Somehow I managed to get myself packed that night, and on a plane to Minnesota for my father’s funeral. Somehow, I managed to write his obituary and eulogy. Somehow, I managed. That is my dad in me. The persevering, “life is for the living”, mentality. That is my dad.

Dad, a positive, upbeat, jolly guy, would be very disappointed in me if I fell apart. He always taught me, even in the most difficult situations, to view life’s bright sides. If he could speak to me now, he would say, “This was the moment you were terrified for your entire life. But it happened. And you are still here, alive and surviving. You can do this.”

And then, as he expressed to me every time I was nervous for a new life experience, “You are always so afraid to try new things, honey, but then you go, and do them beautifully. This time will be no different. You can, and you will, do this beautifully.”

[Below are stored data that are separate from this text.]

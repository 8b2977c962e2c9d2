//! In-process store used by `STORE_BACKEND=memory` and the test-suite

use super::ChatStore;
use crate::error::{AppError, AppResult};
use crate::models::{
    AdminSuccession, Call, Contact, Conversation, DeliveryRecord, DeliveryState, Departure,
    Membership, MembershipDeletion, Mention, Message, Reaction, User,
};
use async_trait::async_trait;
use chrono::{DateTime, Utc};
use std::collections::{HashMap, HashSet};
use tokio::sync::RwLock;
use uuid::Uuid;

#[derive(Default)]
struct Tables {
    users: HashMap<Uuid, User>,
    contacts: HashMap<Uuid, Contact>,
    conversations: HashMap<Uuid, Conversation>,
    direct_keys: HashMap<String, Uuid>,
    memberships: HashMap<(Uuid, Uuid), Membership>,
    messages: HashMap<Uuid, Message>,
    next_seq: i64,
    hidden: HashSet<(Uuid, Uuid)>,
    mentions: HashSet<Mention>,
    reactions: HashMap<(Uuid, Uuid), Reaction>,
    deliveries: HashMap<(Uuid, Uuid), DeliveryRecord>,
    calls: HashMap<Uuid, Call>,
    call_participants: HashSet<(Uuid, Uuid)>,
}

impl Tables {
    fn push_message(&mut self, message: &Message) -> Message {
        self.next_seq += 1;
        let stored = Message {
            seq: self.next_seq,
            ..message.clone()
        };
        self.messages.insert(stored.id, stored.clone());
        stored
    }

    fn apply_succession(&mut self, conversation_id: Uuid, succession: AdminSuccession) {
        if let Some(conversation) = self.conversations.get_mut(&conversation_id) {
            match succession {
                AdminSuccession::Unchanged => {}
                AdminSuccession::Transferred(user_id) => conversation.creator_id = Some(user_id),
                AdminSuccession::Orphaned => conversation.creator_id = None,
            }
        }
    }

    fn members_of(&self, conversation_id: Uuid) -> impl Iterator<Item = &Membership> {
        self.memberships
            .values()
            .filter(move |m| m.conversation_id == conversation_id)
    }

    fn message_ids_of(&self, conversation_id: Uuid) -> HashSet<Uuid> {
        self.messages
            .values()
            .filter(|m| m.conversation_id == conversation_id)
            .map(|m| m.id)
            .collect()
    }

    fn purge_conversation(&mut self, conversation_id: Uuid) {
        let message_ids = self.message_ids_of(conversation_id);
        self.deliveries
            .retain(|(message_id, _), _| !message_ids.contains(message_id));
        self.hidden
            .retain(|(message_id, _)| !message_ids.contains(message_id));
        self.mentions.retain(|m| !message_ids.contains(&m.message_id));
        self.reactions
            .retain(|(message_id, _), _| !message_ids.contains(message_id));
        self.messages.retain(|id, _| !message_ids.contains(id));

        let call_ids: HashSet<Uuid> = self
            .calls
            .values()
            .filter(|c| c.conversation_id == conversation_id)
            .map(|c| c.id)
            .collect();
        self.call_participants
            .retain(|(call_id, _)| !call_ids.contains(call_id));
        self.calls.retain(|id, _| !call_ids.contains(id));

        self.memberships
            .retain(|(conv_id, _), _| *conv_id != conversation_id);
        if let Some(conversation) = self.conversations.remove(&conversation_id) {
            if let Some(key) = conversation.direct_key {
                self.direct_keys.remove(&key);
            }
        }
    }

    fn clear_direct_key(&mut self, conversation_id: Uuid) {
        if let Some(conversation) = self.conversations.get_mut(&conversation_id) {
            if let Some(key) = conversation.direct_key.take() {
                self.direct_keys.remove(&key);
            }
        }
    }
}

#[derive(Default)]
pub struct InMemoryStore {
    tables: RwLock<Tables>,
}

impl InMemoryStore {
    pub fn new() -> Self {
        Self::default()
    }
}
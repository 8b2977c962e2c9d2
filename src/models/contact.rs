use chrono::{DateTime, Utc};
use serde::{Deserialize, Serialize};
use uuid::Uuid;

/// Directed address-book edge; the alias is only visible to its owner
#[derive(Debug, Clone, PartialEq, Eq, Serialize, Deserialize)]
#[serde(rename_all = "camelCase")]
pub struct Contact {
    pub id: Uuid,
    pub owner_id: Uuid,
    pub target_id: Uuid,
    pub alias: Option<String>,
    pub created_at: DateTime<Utc>,
}

impl Contact {
    pub fn new(owner_id: Uuid, target_id: Uuid, alias: Option<&str>) -> Self {
        Self {
            id: Uuid::new_v4(),
            owner_id,
            target_id,
            alias: normalize_alias(alias),
            created_at: Utc::now(),
        }
    }
}

/// Trimmed alias, blank collapses to `None`
pub fn normalize_alias(alias: Option<&str>) -> Option<String> {
    alias
        .map(str::trim)
        .filter(|a| !a.is_empty())
        .map(str::to_string)
}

Just like the warning about hanging my purse over the back of my chair on the morning he passed, Dad’s voice was, and is, still speaking loudly to me. He may not physically be around to walk me down the aisle or play grandfather to my future children, but I now realize he spent my lifetime prepping me for these big moments, instilling within me valuable life lessons, and molding me into the person I am proud to be. And I am certain I will continue to hear him – his words of wisdom and loving guidance – throughout my life. Dad resides within me now. And contradictory to my childhood fear that he wouldn’t be around to see me grow all the way up, it is this belief that assures me he will be with me for the big moments, and every other moment too.